__Exercise aim__:
From the line containing "let own = Address::repeat_byte(0x99);" through the last line of the entries below, repeat each line word for word and leave out the rest.

[Records from a collection]
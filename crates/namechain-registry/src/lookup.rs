//! Hierarchical name lookup
//!
//! Full names are resolved by walking subregistries from the TLD registry
//! towards the leftmost label:
//!
//! ```text
//! sub.test.eth   eth registry --"test"--> subregistry --"sub"--> entry
//! ```
//!
//! An inactive ancestor or one without a subregistry ends the walk.

use alloy_primitives::{Address, U256};
use serde::{Deserialize, Serialize};

use namechain_core::name;

use crate::error::{RegistryError, Result};
use crate::registry::PermissionedRegistry;
use crate::state::ChainState;
use crate::store::NameState;

/// Registry record of a full name
#[derive(Debug, Clone, PartialEq, Eq, Serialize, Deserialize)]
pub struct NameInfo {
    /// Dotted name
    pub name: String,
    /// Registry holding the leftmost label
    pub registry: Address,
    pub token_id: U256,
    /// Zero unless the name is active
    pub owner: Address,
    pub subregistry: Address,
    pub resolver: Address,
    pub expiry: u64,
    pub state: NameState,
}

/// Resolver that applies to a name and the ancestor it is set on
#[derive(Debug, Clone, PartialEq, Eq, Serialize, Deserialize)]
pub struct ResolverMatch {
    pub resolver: Address,
    /// Dotted name the resolver was found on, empty if none was found
    pub name: String,
}

/// Walks names below one TLD registry
#[derive(Debug, Clone)]
pub struct NameLookup {
    registry: PermissionedRegistry,
    tld: String,
}

impl NameLookup {
    pub fn new(registry: PermissionedRegistry, tld: impl Into<String>) -> Self {
        Self {
            registry,
            tld: tld.into(),
        }
    }

    pub fn registry(&self) -> PermissionedRegistry {
        self.registry
    }

    pub fn tld(&self) -> &str {
        &self.tld
    }

    pub(crate) fn check_tld(&self, labels: &[String]) -> Result<()> {
        let tld = labels.last().map(String::as_str).unwrap_or_default();
        if tld != self.tld {
            return Err(RegistryError::InvalidTLD {
                tld: tld.to_string(),
            });
        }
        Ok(())
    }

    /// Registry that holds `labels[0]`.
    ///
    /// Every ancestor between the TLD and the leftmost label must be active
    /// with a subregistry, otherwise `ParentNotMigrated` names the first
    /// ancestor that is not.
    pub fn parent_registry(&self, state: &ChainState, labels: &[String]) -> Result<PermissionedRegistry> {
        self.check_tld(labels)?;
        if labels.len() < 2 {
            return Err(RegistryError::LabelNotFound {
                label: labels.first().cloned().unwrap_or_default(),
            });
        }

        let mut registry = self.registry;
        for depth in (1..labels.len() - 1).rev() {
            let subregistry = registry.get_subregistry(state, &labels[depth]);
            if subregistry == Address::ZERO {
                return Err(RegistryError::ParentNotMigrated {
                    name: name::to_dotted(&labels[depth..]),
                });
            }
            registry = PermissionedRegistry::at(subregistry);
        }
        Ok(registry)
    }

    /// Record of a DNS-encoded name.
    pub fn get_info(&self, state: &ChainState, dns_name: &[u8]) -> Result<NameInfo> {
        let labels = name::decode(dns_name)?;
        self.info(state, &labels)
    }

    /// Record of a dotted name such as `sub.test.eth`.
    pub fn get_info_dotted(&self, state: &ChainState, dotted: &str) -> Result<NameInfo> {
        let labels = name::parse_dotted(dotted)?;
        self.info(state, &labels)
    }

    fn info(&self, state: &ChainState, labels: &[String]) -> Result<NameInfo> {
        let registry = self.parent_registry(state, labels)?;
        let label = &labels[0];
        let entry = registry.entry(state, label);
        let token_id = registry.token_id(state, label);

        Ok(NameInfo {
            name: name::to_dotted(labels),
            registry: registry.address(),
            token_id,
            owner: registry.owner_of(state, token_id),
            subregistry: registry.get_subregistry(state, label),
            resolver: registry.get_resolver(state, label),
            expiry: entry.expiry,
            state: entry.state(state.now()),
        })
    }

    /// Deepest resolver set on `dns_name` or one of its ancestors.
    ///
    /// Unlike `get_info`, a broken hierarchy is not an error: the walk stops
    /// and the deepest resolver seen so far applies.
    pub fn find_resolver(&self, state: &ChainState, dns_name: &[u8]) -> Result<ResolverMatch> {
        let labels = name::decode(dns_name)?;
        self.check_tld(&labels)?;

        let mut found = ResolverMatch {
            resolver: Address::ZERO,
            name: String::new(),
        };
        let mut registry = self.registry;
        for depth in (0..labels.len().saturating_sub(1)).rev() {
            let label = &labels[depth];
            let resolver = registry.get_resolver(state, label);
            if resolver != Address::ZERO {
                found = ResolverMatch {
                    resolver,
                    name: name::to_dotted(&labels[depth..]),
                };
            }

            let subregistry = registry.get_subregistry(state, label);
            if subregistry == Address::ZERO {
                break;
            }
            registry = PermissionedRegistry::at(subregistry);
        }
        Ok(found)
    }
}

#[cfg(test)]
mod tests {
    use super::*;
    use namechain_core::roles::roles::*;
    use namechain_core::Side;

    const NOW: u64 = 1_700_000_000;
    const YEAR: u64 = 365 * 86_400;

    fn admin() -> Address {
        Address::repeat_byte(0xad)
    }

    fn alice() -> Address {
        Address::repeat_byte(0xa1)
    }

    fn resolver() -> Address {
        Address::repeat_byte(0x7e)
    }

    fn sub_address() -> Address {
        Address::repeat_byte(0x5b)
    }

    /// eth registry with test.eth (resolver set) pointing at a subregistry
    /// that holds sub.test.eth (no resolver).
    fn setup() -> (ChainState, NameLookup, PermissionedRegistry) {
        let mut state = ChainState::new(Side::L1, NOW);
        let eth = PermissionedRegistry::deploy(&mut state, Address::repeat_byte(0xee), admin(), ALL | ADMIN_ALL)
            .unwrap();
        let sub = PermissionedRegistry::deploy(&mut state, sub_address(), admin(), ALL | ADMIN_ALL).unwrap();

        eth.register(&mut state, admin(), "test", alice(), sub_address(), resolver(), OWNER_DEFAULT, NOW + YEAR)
            .unwrap();
        sub.register(&mut state, admin(), "sub", alice(), Address::ZERO, Address::ZERO, OWNER_DEFAULT, NOW + 2 * YEAR)
            .unwrap();
        (state, NameLookup::new(eth, "eth"), sub)
    }

    #[test]
    fn test_info_walks_subregistries() {
        let (state, lookup, sub) = setup();

        let info = lookup.get_info_dotted(&state, "sub.test.eth").unwrap();
        assert_eq!(info.name, "sub.test.eth");
        assert_eq!(info.registry, sub.address());
        assert_eq!(info.token_id, sub.token_id(&state, "sub"));
        assert_eq!(info.owner, alice());
        assert_eq!(info.expiry, NOW + 2 * YEAR);
        assert_eq!(info.state, NameState::Active);

        let dns = name::encode(&["test", "eth"]).unwrap();
        let info = lookup.get_info(&state, &dns).unwrap();
        assert_eq!(info.subregistry, sub_address());
        assert_eq!(info.resolver, resolver());
    }

    #[test]
    fn test_info_of_unknown_and_expired_names() {
        let (mut state, lookup, _) = setup();

        let info = lookup.get_info_dotted(&state, "nobody.eth").unwrap();
        assert_eq!(info.state, NameState::Unregistered);
        assert_eq!(info.owner, Address::ZERO);

        state.set_now(NOW + YEAR + 1);
        let info = lookup.get_info_dotted(&state, "test.eth").unwrap();
        assert_eq!(info.state, NameState::Expired);
        assert_eq!(info.owner, Address::ZERO);
        assert_eq!(info.resolver, Address::ZERO);

        // an expired parent cuts off its children
        let err = lookup.get_info_dotted(&state, "sub.test.eth").unwrap_err();
        assert_eq!(err, RegistryError::ParentNotMigrated { name: "test.eth".into() });
    }

    #[test]
    fn test_info_rejects_foreign_tld() {
        let (state, lookup, _) = setup();
        let err = lookup.get_info_dotted(&state, "test.com").unwrap_err();
        assert_eq!(err, RegistryError::InvalidTLD { tld: "com".into() });

        let err = lookup.get_info_dotted(&state, "eth").unwrap_err();
        assert_eq!(err, RegistryError::LabelNotFound { label: "eth".into() });
    }

    #[test]
    fn test_find_resolver_uses_deepest_ancestor() {
        let (mut state, lookup, sub) = setup();

        let dns = name::encode(&["deep", "sub", "test", "eth"]).unwrap();
        let found = lookup.find_resolver(&state, &dns).unwrap();
        assert_eq!(found.resolver, resolver());
        assert_eq!(found.name, "test.eth");

        let own = Address::repeat_byte(0x99);
        let token_id = sub.token_id(&state, "sub");
        sub.set_resolver(&mut state, admin(), token_id, own).unwrap();
        let found = lookup.find_resolver(&state, &dns).unwrap();
        assert_eq!(found.resolver, own);
        assert_eq!(found.name, "sub.test.eth");

        let dns = name::encode(&["nobody", "eth"]).unwrap();
        let found = lookup.find_resolver(&state, &dns).unwrap();
        assert_eq!(found.resolver, Address::ZERO);
        assert!(found.name.is_empty());
    }
}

__Problem solution__:
        let own = Address::repeat_byte(0x99);
        let token_id = sub.token_id(&state, "sub");
        sub.set_resolver(&mut state, admin(), token_id, own).unwrap();
        let found = lookup.find_resolver(&state, &dns).unwrap();
        assert_eq!(found.resolver, own);
        assert_eq!(found.name, "sub.test.eth");

        let dns = name::encode(&["nobody", "eth"]).unwrap();
        let found = lookup.find_resolver(&state, &dns).unwrap();
        assert_eq!(found.resolver, Address::ZERO);
        assert!(found.name.is_empty());
    }
}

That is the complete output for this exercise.